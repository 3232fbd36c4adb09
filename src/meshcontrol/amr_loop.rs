//! # AMR step driver
//!
//! ## Module purpose
//! Convenience layer for the driving simulation loop: applies a control once
//! per simulation step, handling the AGAIN protocol (refresh dependent state,
//! re-invoke the same control) until the control settles on CONTINUE, STOP or
//! NONE. Also hosts the logging initializer and a pretty statistics table for
//! a finished step.
//!
//! ## Main items
//! - [`run_amr_step`]: one simulation step worth of control updates
//! - [`AmrStepReport`]: what happened during the step
//! - [`init_logging`]: terminal logger setup gated on a string log level

use crate::meshcontrol::control::MeshControl;
use crate::meshcontrol::mesh_api::AmrMesh;
use log::info;
use simplelog::*;
use tabled::{builder::Builder, settings::Style};

/// Summary of one AMR step.
#[derive(Debug, Clone, Default)]
pub struct AmrStepReport {
    /// Number of control updates performed (more than one only when a
    /// control requested AGAIN).
    pub updates: usize,
    pub refined: bool,
    pub derefined: bool,
    pub rebalanced: bool,
    /// The control reported its stopping criterion satisfied.
    pub stopped: bool,
    pub elements_before: usize,
    pub elements_after: usize,
}

impl AmrStepReport {
    /// Render the report as a table for logging.
    pub fn statistics_table(&self) -> String {
        let mut builder = Builder::default();
        builder.push_record(["AMR step", "value"]);
        builder.push_record(["elements before", &self.elements_before.to_string()]);
        builder.push_record(["elements after", &self.elements_after.to_string()]);
        builder.push_record(["control updates", &self.updates.to_string()]);
        builder.push_record(["refined", &self.refined.to_string()]);
        builder.push_record(["de-refined", &self.derefined.to_string()]);
        builder.push_record(["rebalanced", &self.rebalanced.to_string()]);
        builder.push_record(["stopped", &self.stopped.to_string()]);
        let mut table = builder.build();
        table.with(Style::modern_rounded());
        table.to_string()
    }
}

/// Apply `control` once for this simulation step.
///
/// `refresh` is called after every mesh modification and must bring the
/// dependent state (finite-element spaces, solution fields) up to date with
/// the mesh; for AGAIN the control is then re-invoked before the step ends.
pub fn run_amr_step<F>(
    control: &mut dyn MeshControl,
    mesh: &mut dyn AmrMesh,
    mut refresh: F,
) -> AmrStepReport
where
    F: FnMut(&dyn AmrMesh),
{
    let mut report = AmrStepReport {
        elements_before: mesh.num_elements(),
        ..Default::default()
    };
    loop {
        let update_required = control.update(mesh);
        report.updates += 1;
        report.refined |= control.refined();
        report.derefined |= control.derefined();
        report.rebalanced |= control.rebalanced();
        if !update_required {
            report.stopped = control.is_stop();
            break;
        }
        refresh(&*mesh);
        if control.is_continue() {
            break;
        }
        // AGAIN: re-invoke against the refreshed state
    }
    report.elements_after = mesh.num_elements();
    info!(
        "AMR step finished after {} update(s): {} -> {} elements",
        report.updates, report.elements_before, report.elements_after
    );
    report
}

/// Initialize a terminal logger for the given level ("debug", "info",
/// "warn", "error"; "off"/"none" disables logging; `None` defaults to info).
/// Repeated initialization is ignored.
pub fn init_logging(loglevel: Option<String>) {
    let log_option = if let Some(level) = loglevel {
        match level.as_str() {
            "debug" => LevelFilter::Debug,
            "info" => LevelFilter::Info,
            "warn" => LevelFilter::Warn,
            "error" => LevelFilter::Error,
            "off" | "none" => return,
            _ => panic!("loglevel must be debug, info, warn or error"),
        }
    } else {
        LevelFilter::Info
    };
    let _ = CombinedLogger::init(vec![TermLogger::new(
        log_option,
        Config::default(),
        TerminalMode::Mixed,
        ColorChoice::Auto,
    )]);
}

#[cfg(test)]
mod tests {
    use super::*;
    use crate::meshcontrol::derefine_control::ThresholdDerefineControl2;
    use crate::meshcontrol::interval_mesh::{FixedErrorField, IntervalMesh};
    use crate::meshcontrol::mesh_api::{Refinement, RefinementMode};

    #[test]
    fn again_protocol_runs_both_stages_in_one_step() {
        let mut mesh = IntervalMesh::uniform(1);
        mesh.refine(&[Refinement::isotropic(0)], RefinementMode::NonConforming, 0);
        mesh.refine(
            &[Refinement::isotropic(0), Refinement::isotropic(1)],
            RefinementMode::NonConforming,
            0,
        );
        mesh.refine(&[Refinement::isotropic(2)], RefinementMode::NonConforming, 0);
        assert_eq!(mesh.levels(), vec![2, 2, 3, 3, 2]);

        let estimator = FixedErrorField::new(vec![0.01, 0.01, 1.0, 1.0, 0.5]);
        let mut control = ThresholdDerefineControl2::new(Box::new(estimator));
        control.set_threshold(0.1);
        control.set_nc_limit(1);

        let mut refreshes = 0usize;
        let report = run_amr_step(&mut control, &mut mesh, |_| refreshes += 1);
        assert_eq!(report.updates, 2);
        assert_eq!(refreshes, 2);
        assert!(report.derefined);
        assert!(report.refined);
        assert!(!report.stopped);
        for pair in mesh.levels().windows(2) {
            assert!(pair[0].abs_diff(pair[1]) <= 1);
        }
        let table = report.statistics_table();
        assert!(table.contains("control updates"));
    }

    #[test]
    fn stop_ends_the_step_without_refresh() {
        use crate::meshcontrol::marker::ThresholdMarker;
        use crate::meshcontrol::refine_control::RefinementControl;

        let mut mesh = IntervalMesh::uniform(3);
        let marker = ThresholdMarker::new(Box::new(FixedErrorField::new(vec![0.0; 3])));
        let mut control = RefinementControl::new(Box::new(marker));
        let mut refreshes = 0usize;
        let report = run_amr_step(&mut control, &mut mesh, |_| refreshes += 1);
        assert_eq!(report.updates, 1);
        assert_eq!(refreshes, 0);
        assert!(report.stopped);
        assert_eq!(report.elements_before, report.elements_after);
    }
}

Task statement
The answer must be a verbatim transcription of the entries above, from the first line through the line that contains "during the step", and nothing more.

Task result
repository 3232fbd36c4adb09
filename src/meshcontrol/amr_loop.rs
//! # AMR step driver
//!
//! ## Module purpose
//! Convenience layer for the driving simulation loop: applies a control once
//! per simulation step, handling the AGAIN protocol (refresh dependent state,
//! re-invoke the same control) until the control settles on CONTINUE, STOP or
//! NONE. Also hosts the logging initializer and a pretty statistics table for
//! a finished step.
//!
//! ## Main items
//! - [`run_amr_step`]: one simulation step worth of control updates
//! - [`AmrStepReport`]: what happened during the step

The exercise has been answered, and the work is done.